Mako Robotic Arm TKR Two Months

Posted by saeternes @saeternes, Jan 24, 2020

At the two month mark, lots of things still surprise me about the entire process of knee replacement. On the positive side, I got to 136 flexion today. My data from the pressure-sensitive treadmill shows I am doing much better in terms of equally weighting my two legs in a walk, and rolling through my foot. I don't really experience anything that can be called pain anymore, although I'll explain that more below. I'm able to walk quite a bit and am exercising almost daily, with a 30 minute walk, and either 45 minutes on the bike or 45 minutes on weights, as well as the exercises the PT has given me. On the negative side, although I get 0 degree extension on the table, when I walk, my knee is still slightly bent.

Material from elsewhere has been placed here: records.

//! Device key-value storage effect.
//!
//! # Effect Classification
//!
//! - **Category**: Infrastructure Effect
//! - **Implementation**: `pilot-effects` (memory and filesystem handlers)
//! - **Usage**: session store, preferences, game stats
//!
//! Mirrors the platform key-value store (AsyncStorage / SharedPreferences /
//! NSUserDefaults): flat string keys, opaque byte values, no transactions.

use async_trait::async_trait;
use serde::de::DeserializeOwned;
use serde::Serialize;

/// Well-known storage keys.
pub mod keys {
    /// Bearer token
    pub const AUTH_TOKEN: &str = "auth_token";
    /// JSON user record
    pub const USER_DATA: &str = "user_data";
    /// JSON per-game statistics
    pub const GAME_STATS: &str = "gameStats";
    /// JSON last play time per game slug
    pub const LAST_GAME_TIMES: &str = "lastGameTimes";
    /// Per-user game statistics snapshot
    pub const USER_GAME_STATS: &str = "userGameStats";
    /// `"dark"` or `"light"`
    pub const THEME_PREFERENCE: &str = "theme_preference";
    /// Push notification token
    pub const FCM_TOKEN: &str = "fcm_token";
}

/// Storage operation error
#[derive(Debug, Clone, PartialEq, Eq, thiserror::Error)]
pub enum StorageError {
    /// Reading a key failed
    #[error("Failed to read '{key}': {reason}")]
    ReadFailed {
        /// Key being read
        key: String,
        /// Underlying reason
        reason: String,
    },
    /// Writing a key failed
    #[error("Failed to write '{key}': {reason}")]
    WriteFailed {
        /// Key being written
        key: String,
        /// Underlying reason
        reason: String,
    },
    /// Deleting a key failed
    #[error("Failed to delete '{key}': {reason}")]
    DeleteFailed {
        /// Key being deleted
        key: String,
        /// Underlying reason
        reason: String,
    },
    /// Key contains characters the backend cannot store
    #[error("Invalid key '{key}'")]
    InvalidKey {
        /// Offending key
        key: String,
    },
    /// Stored value could not be (de)serialized
    #[error("Corrupt value for '{key}': {reason}")]
    Corrupt {
        /// Key holding the value
        key: String,
        /// Decoder message
        reason: String,
    },
    /// Handler misconfigured
    #[error("Storage configuration error: {reason}")]
    ConfigurationError {
        /// Description
        reason: String,
    },
}

/// Device key-value storage
#[async_trait]
pub trait StorageEffects: Send + Sync {
    /// Store `value` under `key`, replacing any previous value
    async fn store(&self, key: &str, value: Vec<u8>) -> Result<(), StorageError>;

    /// Read the value under `key`
    async fn retrieve(&self, key: &str) -> Result<Option<Vec<u8>>, StorageError>;

    /// Delete `key`; returns whether it existed
    async fn remove(&self, key: &str) -> Result<bool, StorageError>;

    /// Whether `key` holds a value
    async fn exists(&self, key: &str) -> Result<bool, StorageError> {
        Ok(self.retrieve(key).await?.is_some())
    }

    /// All keys, optionally filtered by prefix
    async fn list_keys(&self, prefix: Option<&str>) -> Result<Vec<String>, StorageError>;
}

/// Blanket implementation for Arc<T> where T: StorageEffects
#[async_trait]
impl<T: StorageEffects + ?Sized> StorageEffects for std::sync::Arc<T> {
    async fn store(&self, key: &str, value: Vec<u8>) -> Result<(), StorageError> {
        (**self).store(key, value).await
    }

    async fn retrieve(&self, key: &str) -> Result<Option<Vec<u8>>, StorageError> {
        (**self).retrieve(key).await
    }

    async fn remove(&self, key: &str) -> Result<bool, StorageError> {
        (**self).remove(key).await
    }

    async fn exists(&self, key: &str) -> Result<bool, StorageError> {
        (**self).exists(key).await
    }

    async fn list_keys(&self, prefix: Option<&str>) -> Result<Vec<String>, StorageError> {
        (**self).list_keys(prefix).await
    }
}

/// Typed helpers over [`StorageEffects`].
#[async_trait]
pub trait StorageExt: StorageEffects {
    /// Store a UTF-8 string
    async fn store_str(&self, key: &str, value: &str) -> Result<(), StorageError> {
        self.store(key, value.as_bytes().to_vec()).await
    }

    /// Read a UTF-8 string
    async fn retrieve_str(&self, key: &str) -> Result<Option<String>, StorageError> {
        match self.retrieve(key).await? {
            Some(bytes) => String::from_utf8(bytes)
                .map(Some)
                .map_err(|e| StorageError::Corrupt {
                    key: key.to_string(),
                    reason: e.to_string(),
                }),
            None => Ok(None),
        }
    }

    /// Store a value as JSON
    async fn store_json<T>(&self, key: &str, value: &T) -> Result<(), StorageError>
    where
        T: Serialize + Sync,
    {
        let bytes = serde_json::to_vec(value).map_err(|e| StorageError::Corrupt {
            key: key.to_string(),
            reason: e.to_string(),
        })?;
        self.store(key, bytes).await
    }

    /// Read a JSON value
    async fn retrieve_json<T>(&self, key: &str) -> Result<Option<T>, StorageError>
    where
        T: DeserializeOwned + Send,
    {
        match self.retrieve(key).await? {
            Some(bytes) => serde_json::from_slice(&bytes)
                .map(Some)
                .map_err(|e| StorageError::Corrupt {
                    key: key.to_string(),
                    reason: e.to_string(),
                }),
            None => Ok(None),
        }
    }
}

impl<T: StorageEffects + ?Sized> StorageExt for T {}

PT and I discussed today the difference between ability to do something and ease of use. We want me to get to the point where it is easy for me to extend and bend my leg without thinking or trying. I am going to keep working on the extension with that in mind, even though technically I'm at 0. I notice when turning from side to side in bed that I have to be very careful to avoid something at the low level of the pain scale (not really pain but discomfort), and even pulling my leg up while lying down (sliding foot toward butt) is not without some unpleasant sensations. So although there is no real pain, there is some discomfort. I am working hard on the rehabilitation but wondering how long this will continue to be the case.

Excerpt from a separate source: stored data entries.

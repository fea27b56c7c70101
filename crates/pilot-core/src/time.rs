//! Time values passed through the effect system.
//!
//! Core code never reads the wall clock directly; it receives a
//! [`PhysicalTime`] from `PhysicalTimeEffects` and derives everything else
//! (elapsed seconds, calendar days) from it.

use chrono::{DateTime, FixedOffset, NaiveDate, Offset, Utc};
use serde::{Deserialize, Serialize};
use std::fmt;

/// Wall-clock timestamp in milliseconds since the Unix epoch.
#[derive(Debug, Clone, Copy, PartialEq, Eq, PartialOrd, Ord, Hash, Serialize, Deserialize)]
pub struct PhysicalTime {
    /// Milliseconds since the Unix epoch
    pub ts_ms: u64,
}

impl PhysicalTime {
    /// Wrap a millisecond timestamp
    pub const fn from_ms(ts_ms: u64) -> Self {
        Self { ts_ms }
    }

    /// Milliseconds elapsed since `earlier`, saturating at zero when the
    /// clock went backwards.
    pub fn millis_since(&self, earlier: PhysicalTime) -> u64 {
        self.ts_ms.saturating_sub(earlier.ts_ms)
    }

    /// Whole seconds elapsed since `earlier`.
    pub fn secs_since(&self, earlier: PhysicalTime) -> u64 {
        self.millis_since(earlier) / 1000
    }

    /// Calendar day of this instant in the given UTC offset.
    pub fn calendar_day(&self, utc_offset_minutes: i32) -> CalendarDay {
        CalendarDay::from_epoch_ms(self.ts_ms, utc_offset_minutes)
    }
}

/// A calendar date (`YYYY-MM-DD`) used for daily quota resets.
#[derive(Debug, Clone, Copy, PartialEq, Eq, PartialOrd, Ord, Hash, Serialize, Deserialize)]
pub struct CalendarDay(NaiveDate);

impl CalendarDay {
    /// Day containing `ts_ms`, shifted by `utc_offset_minutes`.
    ///
    /// Offsets outside ±24h are clamped to UTC.
    pub fn from_epoch_ms(ts_ms: u64, utc_offset_minutes: i32) -> Self {
        let offset =
            FixedOffset::east_opt(utc_offset_minutes.saturating_mul(60)).unwrap_or(Utc.fix());
        let millis = i64::try_from(ts_ms).unwrap_or(i64::MAX);
        let utc = DateTime::<Utc>::from_timestamp_millis(millis).unwrap_or_default();
        Self(utc.with_timezone(&offset).date_naive())
    }

    /// Underlying date
    pub fn date(&self) -> NaiveDate {
        self.0
    }
}

impl fmt::Display for CalendarDay {
    fn fmt(&self, f: &mut fmt::Formatter<'_>) -> fmt::Result {
        write!(f, "{}", self.0.format("%Y-%m-%d"))
    }
}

@ellerbracke in terms of whether the knee is made to go beyond 135 deg, Alex said he has not heard anything about that but that could be because people rarely get that far when they see him – their benefits run out, so how far they continue after 120 or 125 is not known to him. However, he is going to ask around and see if anyone knows. I guess if your friend can put her foot against her butt in the water, it must be okay!

@saeternes

@contentandwell Thanks for that link and the info. I will try it later. I have had a bit of a setback due to my own decision to lay off elevating, icing, and resting. I was doing so well I thought hey, I can stop all that now and just exercise more. I think I triggered some bursitis or another kind of reaction by overdoing and exercising too much, and by forcing the bend too fast. Now I am resting for a few days and hope I can get back to exercising next week. This is truly a long process no matter what, and I have learned my lesson: be conservative about stopping the usual RICE (rest, ice, compress, elevate) – also the lymphatic massage, which helps with swelling. I see PT next Friday and it will have been two weeks, since I was out of town. Thanks again.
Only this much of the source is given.